The team surveyed stars in the North America and Pelican Nebulae, which lie 2,590 light-years away in the direction of the brightest star in the constellation Cygnus. Though they bear different names, the nebulae are actually connected, separated visually by a dark band of dust. The North America and Pelican Nebulae complex contains thousands of candidate young stellar objects, dozens of which have been monitored for signs of variability. Astronomers have previously used Zwicky Transient Facility data to study individual young stellar objects, but never a large sample — until now.

example plots showing different values of the flux asymmetry and quasiperiodicity parameters

Examples of light curves with low, medium, and high (from left to right) values of the flux asymmetry parameter (M, top row) and quasiperiodicity parameter (Q, bottom row). Click to enlarge. [Hillenbrand et al. 2022]

Digging In to the Data

Hillenbrand and collaborators analyzed more than two years of Zwicky Transient Facility observations of 392 young stars, searching for signs of variability and classifying each star’s quasiperiodicity and flux asymmetry. As the names suggest, quasiperiodicity refers to how periodic or random an object’s variation is, while flux asymmetry quantifies how symmetrical an object’s light curve is. Both metrics are valuable ways to describe a variable star’s behavior, distinguishing those that vary smoothly and reliably from those that suddenly and haphazardly burst or flare.

The team found that 323 of the stars in their sample vary in brightness, and 15% do so with a regular period and symmetric light curves. Another 39% of the stars have symmetric light curves but vary either quasiperiodically or randomly. Roughly 14% of the stars are “bursters” and 29% are “dippers,” with abrupt increases and decreases in brightness, respectively.

The team also examined the colors of the objects, since color changes can give us clues as to why an object’s brightness is varying. The color analysis suggested that dippers might be due to changes in the dusty, light-absorbing material surrounding the young stars, while bursters may signal accretion episodes.

Broad Applicability

plot of flyx asymmetry versus quasiperiodicity

Categorizations of all stars in the sample according to their flux asymmetry and quasiperiodicity. Click to enlarge. [Hillenbrand et al. 2022]

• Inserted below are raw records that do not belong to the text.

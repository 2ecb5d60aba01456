pub mod agent;
pub mod config;
pub mod db;
pub mod errors;
pub mod exec;
pub mod http;
pub mod models;
pub mod routes;
pub mod service;
pub mod tools;
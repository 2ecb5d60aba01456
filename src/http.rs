//! Outbound HTTP helpers shared by the chat and embeddings clients.

use std::sync::{Arc, RwLock};
use std::time::Duration;

use reqwest::header::{HeaderMap, HeaderValue, AUTHORIZATION, CONTENT_TYPE};
use tokio::process::Command;
use tracing::{info, warn};

use crate::errors::AppError;

pub fn build_client(timeout_secs: u64) -> Result<reqwest::Client, AppError> {
    reqwest::Client::builder()
        .timeout(Duration::from_secs(timeout_secs))
        .pool_max_idle_per_host(10)
        .build()
        .map_err(|e| AppError::Config(format!("Failed to build HTTP client: {e}")))
}

pub fn bearer_headers(api_key: &str) -> HeaderMap {
    let mut headers = HeaderMap::new();
    headers.insert(CONTENT_TYPE, HeaderValue::from_static("application/json"));
    if !api_key.is_empty() {
        if let Ok(val) = HeaderValue::from_str(&format!("Bearer {api_key}")) {
            headers.insert(AUTHORIZATION, val);
        }
    }
    headers
}

/// Payload of an SSE `data:` line; `None` for other lines and for `[DONE]`.
pub fn parse_sse_data(line: &str) -> Option<&str> {
    let data = line.strip_prefix("data:")?.trim_start();
    if data == "[DONE]" {
        return None;
    }
    Some(data)
}

/// API key that can be re-read from a shell command after it expires.
#[derive(Clone)]
pub struct ApiKeyProvider {
    key: Arc<RwLock<String>>,
    command: Option<String>,
}

impl ApiKeyProvider {
    pub fn new(initial: &str, command: Option<&str>) -> Self {
        Self {
            key: Arc::new(RwLock::new(initial.to_string())),
            command: command.map(str::to_string).filter(|c| !c.trim().is_empty()),
        }
    }

    pub fn current(&self) -> String {
        self.key.read().unwrap_or_else(|p| p.into_inner()).clone()
    }

    pub fn can_refresh(&self) -> bool {
        self.command.is_some()
    }

    /// Runs the key command and stores its trimmed stdout as the new key.
    pub async fn refresh(&self) -> Result<String, AppError> {
        let Some(command) = &self.command else {
            return Err(AppError::Authentication { message: "no api_key_command configured".to_string() });
        };
        let output = Command::new("sh")
            .arg("-c")
            .arg(command)
            .output()
            .await
            .map_err(|e| AppError::Authentication { message: format!("api_key_command failed to start: {e}") })?;
        if !output.status.success() {
            warn!(status = ?output.status.code(), "api_key_command exited unsuccessfully");
            return Err(AppError::Authentication {
                message: format!("api_key_command exited with {:?}", output.status.code()),
            });
        }
        let fresh = String::from_utf8_lossy(&output.stdout).trim().to_string();
        if fresh.is_empty() {
            return Err(AppError::Authentication { message: "api_key_command printed nothing".to_string() });
        }
        *self.key.write().unwrap_or_else(|p| p.into_inner()) = fresh.clone();
        info!("API key refreshed from api_key_command");
        Ok(fresh)
    }
}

This work not only provides information about hundreds of young stars, but also reflects on the metrics we use to study them. The quasiperiodicity index was designed for data from space telescopes, and some studies suggest that it can’t be used with less precise and lower cadence ground-based data. However, Hillenbrand and collaborators make a compelling case that applying thoughtful boundary conditions makes the quasiperiodicity index viable for ground-based applications as well.

This study marks the first time that Zwicky Transient Facility data have been used to investigate a large sample of young stellar objects, but surely not the last — be on the lookout for more exciting results from this survey!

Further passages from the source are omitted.